So now we're in a position where we streamlined, and as you can see we brought down our total number of tractors, total number of trailers. We're in a lot different position today than we were a year ago.

And what we're seeing on acquisition front side is a lot guys have aged out their fleet, both in years and in miles. So there are a lot of fleets out there right now and as you can see that in the new truck builds obviously, that they just have a lot of old trucks, old trailers and they're going to have to do something we believe which puts them in our sights in the sense of, as Steve said looking as the last resort type of purchaser, which should be good for us.

Steve Russell

In fact we're not closing the door to it, but it's probably not likely. Yet another thing that's really important I think is that we have a very strong customer base right now, very diverse, but very strong customers. This is an amazing factor. We get about $530 million in revenue in the fiscal year that ended June of '10. Our total receivable write-offs debts totaled a $122,000. We've got a strong customer base.

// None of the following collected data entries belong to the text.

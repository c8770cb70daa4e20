// SPDX-License-Identifier: BUSL-1.1
// Copyright (c) 2026 Alfred Jean LLC

//! Audit hook implementations

mod jsonl;
mod noop;

#[cfg(any(test, feature = "test-support"))]
mod fake;

pub use jsonl::{AuditLogError, JsonlAuditLog, LoggedRecord};
pub use noop::NoOpAuditHook;

#[cfg(any(test, feature = "test-support"))]
pub use fake::FakeAuditHook;
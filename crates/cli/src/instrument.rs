// SPDX-License-Identifier: BUSL-1.1
// Copyright (c) 2026 Alfred Jean LLC

//! Monitoring flags shared by `run` and `disasm`

use anyhow::{anyhow, Context, Result};
use clap::Args;
use sonde_core::{EventKind, EventSet};
use sonde_engine::Vm;

#[derive(Args, Debug, Default)]
pub struct MonitorArgs {
    /// Global events, comma separated (e.g., "call,line"); overrides the config
    #[arg(long, value_name = "KINDS")]
    pub events: Option<String>,

    /// Local events for one function (FUNCTION=KINDS)
    #[arg(long = "local", value_name = "FUNCTION=KINDS", value_parser = parse_local)]
    pub local: Vec<LocalEvents>,

    /// Marker at an instruction (FUNCTION:OFFSET[:ID]); the id defaults to 0
    #[arg(long = "marker", value_name = "FUNCTION:OFFSET[:ID]", value_parser = parse_marker)]
    pub markers: Vec<MarkerSpec>,
}

#[derive(Clone, Debug, PartialEq)]
pub struct LocalEvents {
    pub function: String,
    pub events: EventSet,
}

#[derive(Clone, Debug, PartialEq, Eq)]
pub struct MarkerSpec {
    pub function: String,
    pub offset: usize,
    pub id: u32,
}

pub fn parse_local(s: &str) -> Result<LocalEvents, String> {
    let (function, kinds) = s
        .split_once('=')
        .ok_or_else(|| format!("invalid FUNCTION=KINDS: no `=` found in `{s}`"))?;
    let events = kinds.parse::<EventSet>().map_err(|e| e.to_string())?;
    Ok(LocalEvents {
        function: function.trim().to_string(),
        events,
    })
}

pub fn parse_marker(s: &str) -> Result<MarkerSpec, String> {
    let mut parts = s.split(':');
    let function = parts.next().unwrap_or_default().trim();
    if function.is_empty() {
        return Err(format!("invalid marker `{s}`: missing function"));
    }
    let offset = parts
        .next()
        .ok_or_else(|| format!("invalid marker `{s}`: missing offset"))?
        .trim()
        .parse::<usize>()
        .map_err(|e| format!("invalid marker offset in `{s}`: {e}"))?;
    let id = match parts.next() {
        Some(id) => id
            .trim()
            .parse::<u32>()
            .map_err(|e| format!("invalid marker id in `{s}`: {e}"))?,
        None => 0,
    };
    if parts.next().is_some() {
        return Err(format!("invalid marker `{s}`: too many fields"));
    }
    Ok(MarkerSpec {
        function: function.to_string(),
        offset,
        id,
    })
}

impl MonitorArgs {
    /// Global events requested on the command line, or `fallback`
    pub fn global_events(&self, fallback: EventSet) -> Result<EventSet> {
        match &self.events {
            Some(events) => events
                .parse()
                .with_context(|| format!("invalid --events: {}", events)),
            None => Ok(fallback),
        }
    }

    /// Every kind a callback should be registered for
    pub fn watched(&self, global: EventSet) -> EventSet {
        let mut watched = global;
        for local in &self.local {
            watched = watched | local.events;
        }
        if !self.markers.is_empty() {
            watched |= EventKind::Marker;
        }
        watched
    }

    /// Configure `vm`'s monitor with the requested events and markers
    pub fn apply(&self, vm: &Vm, global: EventSet) -> Result<()> {
        let monitor = vm.monitor();
        monitor.set_global_events(global)?;
        for local in &self.local {
            let unit = vm
                .unit(&local.function)
                .ok_or_else(|| anyhow!("--local: unknown function: {}", local.function))?;
            monitor.set_local_events(unit, local.events)?;
        }
        for marker in &self.markers {
            let unit = vm
                .unit(&marker.function)
                .ok_or_else(|| anyhow!("--marker: unknown function: {}", marker.function))?;
            monitor.insert_marker(unit, marker.offset, marker.id)?;
        }
        tracing::debug!(
            global = %global,
            locals = self.local.len(),
            markers = self.markers.len(),
            "monitoring configured"
        );
        Ok(())
    }
}

#[cfg(test)]
#[path = "instrument_tests.rs"]
mod tests;
// SPDX-License-Identifier: BUSL-1.1
// Copyright (c) 2026 Alfred Jean LLC

//! Global and per-unit activation sets

use sonde_core::{EventSet, UnitId};
use std::collections::HashMap;

/// Which events are requested, globally and per unit.
///
/// A unit's effective set is the union of the global set and its local set;
/// local activation only ever adds.
#[derive(Clone, Debug, Default, PartialEq, Eq)]
pub(crate) struct ActivationState {
    global: EventSet,
    local: HashMap<UnitId, EventSet>,
}

impl ActivationState {
    pub fn global(&self) -> EventSet {
        self.global
    }

    pub fn set_global(&mut self, events: EventSet) {
        self.global = events;
    }

    pub fn local(&self, unit: UnitId) -> EventSet {
        self.local.get(&unit).copied().unwrap_or_default()
    }

    pub fn set_local(&mut self, unit: UnitId, events: EventSet) {
        if events.is_empty() {
            self.local.remove(&unit);
        } else {
            self.local.insert(unit, events);
        }
    }

    pub fn effective(&self, unit: UnitId) -> EventSet {
        self.global | self.local(unit)
    }

    /// Any set is non-empty
    pub fn is_engaged(&self) -> bool {
        !self.global.is_empty() || !self.local.is_empty()
    }

    pub fn forget(&mut self, unit: UnitId) {
        self.local.remove(&unit);
    }
}

#[cfg(test)]
#[path = "activation_tests.rs"]
mod tests;
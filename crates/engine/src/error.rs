// SPDX-License-Identifier: BUSL-1.1
// Copyright (c) 2026 Alfred Jean LLC

//! Error types for running programs

use sonde_core::{Exception, MonitorError};
use thiserror::Error;

/// Errors returned to the host by [`crate::Vm`]
#[derive(Debug, Clone, PartialEq, Error)]
pub enum VmError {
    #[error("unknown function: {0}")]
    UnknownFunction(String),
    #[error("{function} takes {expected} arguments, got {got}")]
    Arity {
        function: String,
        expected: u8,
        got: usize,
    },
    #[error("uncaught exception: {0}")]
    Uncaught(Exception),
    #[error(transparent)]
    Monitor(#[from] MonitorError),
}

impl VmError {
    /// The uncaught exception, if that is what ended the run
    pub fn exception(&self) -> Option<&Exception> {
        match self {
            VmError::Uncaught(e) => Some(e),
            _ => None,
        }
    }
}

Chaz Jones - Morgan Keegan

I don't know if John's on the line, but it seems like the logistics in brokerage growth has certainly accelerated. Just kind of curious what's driving that other than good management and is it sustainable?

Steve Russell

We're adding customers. We've been focused on growing it, I think there's also been a much more cooperative attitude that existed three years ago with our trucking sales guys trying to divert business and not divert from our fleet, but divert to the warehousing business with the supply chain business and we're also in the LTL business between the US and Mexico, which is growing as well.

Chaz Jones - Morgan Keegan

Okay and then last one. I know as the balance sheet improves here, there's perhaps some opportunity to decide to perhaps which from some of the leases that you have into owning equipment outright. And Paul I don't know if you have this handy, but could you remind us where we stand on the off balance sheet operating lease obligations at the end of the quarter, and maybe where that was a year ago?

Paul Will

Yes, when we look at it, right now we've got about 40% of our trucks are owned, 50% of our trailers are owned. If you look at year-over-year when you take both on balance sheet and off balance sheet debt, we've gone from 203 down to 147, of which what Steve would tell you is that there is probably half that 147 split between residual payments and the net present value of the payments themselves.

Steve Russell

We are more comfortable with those residual values.

Paul Will

To me what's more important is that, with a newer fleet, which a lot of guys, they can produce a number their amount of debt but then they have an old fleet. We've got a relatively new fleet as you know. On average in 1.6 years or so, but yet our debts gone from 2 or 3 down to 175 ball park, which I think is pretty impressive. That puts us 159 top most equity and 175 in total debt. I think that's a good sign.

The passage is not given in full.